From the line containing "on the wire." through the last line of the data, return those lines exactly as written and nothing more.
Top of DATA SUPPLIED
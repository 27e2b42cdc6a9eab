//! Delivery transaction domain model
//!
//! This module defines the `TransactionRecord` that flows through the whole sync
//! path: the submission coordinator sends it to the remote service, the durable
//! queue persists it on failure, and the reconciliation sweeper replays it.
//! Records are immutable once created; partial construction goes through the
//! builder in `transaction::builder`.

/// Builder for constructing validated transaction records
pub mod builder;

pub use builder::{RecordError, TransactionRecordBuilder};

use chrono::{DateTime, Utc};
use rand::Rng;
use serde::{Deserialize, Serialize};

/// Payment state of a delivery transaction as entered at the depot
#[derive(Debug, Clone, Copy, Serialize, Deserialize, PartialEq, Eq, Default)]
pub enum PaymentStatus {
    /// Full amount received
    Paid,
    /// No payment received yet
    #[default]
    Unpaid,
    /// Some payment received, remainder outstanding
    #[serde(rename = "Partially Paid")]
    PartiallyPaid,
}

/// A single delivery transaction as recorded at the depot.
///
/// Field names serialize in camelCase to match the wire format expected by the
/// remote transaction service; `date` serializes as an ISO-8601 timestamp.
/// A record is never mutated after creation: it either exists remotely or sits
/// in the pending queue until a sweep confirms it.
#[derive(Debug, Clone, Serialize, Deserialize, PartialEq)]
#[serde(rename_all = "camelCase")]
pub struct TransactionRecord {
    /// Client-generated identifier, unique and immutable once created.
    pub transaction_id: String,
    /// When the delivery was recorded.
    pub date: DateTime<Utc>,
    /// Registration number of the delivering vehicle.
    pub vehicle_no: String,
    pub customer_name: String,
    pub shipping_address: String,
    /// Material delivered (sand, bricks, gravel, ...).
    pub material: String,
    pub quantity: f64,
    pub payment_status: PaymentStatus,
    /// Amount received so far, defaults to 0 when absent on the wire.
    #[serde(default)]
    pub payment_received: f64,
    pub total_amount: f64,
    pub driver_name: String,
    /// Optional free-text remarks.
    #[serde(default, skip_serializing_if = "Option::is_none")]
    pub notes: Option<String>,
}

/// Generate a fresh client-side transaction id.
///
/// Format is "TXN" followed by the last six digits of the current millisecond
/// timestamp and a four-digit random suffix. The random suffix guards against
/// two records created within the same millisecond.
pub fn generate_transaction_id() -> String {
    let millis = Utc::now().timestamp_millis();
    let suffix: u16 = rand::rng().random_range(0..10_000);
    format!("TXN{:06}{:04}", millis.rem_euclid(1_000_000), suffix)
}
Bottom of DATA SUPPLIED
**RESULT OF THIS TASK:**
    /// Amount received so far, defaults to 0 when absent on the wire.
    #[serde(default)]
    pub payment_received: f64,
    pub total_amount: f64,
    pub driver_name: String,
    /// Optional free-text remarks.
    #[serde(default, skip_serializing_if = "Option::is_none")]
    pub notes: Option<String>,
}

/// Generate a fresh client-side transaction id.
///
/// Format is "TXN" followed by the last six digits of the current millisecond
/// timestamp and a four-digit random suffix. The random suffix guards against
/// two records created within the same millisecond.
pub fn generate_transaction_id() -> String {
    let millis = Utc::now().timestamp_millis();
    let suffix: u16 = rand::rng().random_range(0..10_000);
    format!("TXN{:06}{:04}", millis.rem_euclid(1_000_000), suffix)
}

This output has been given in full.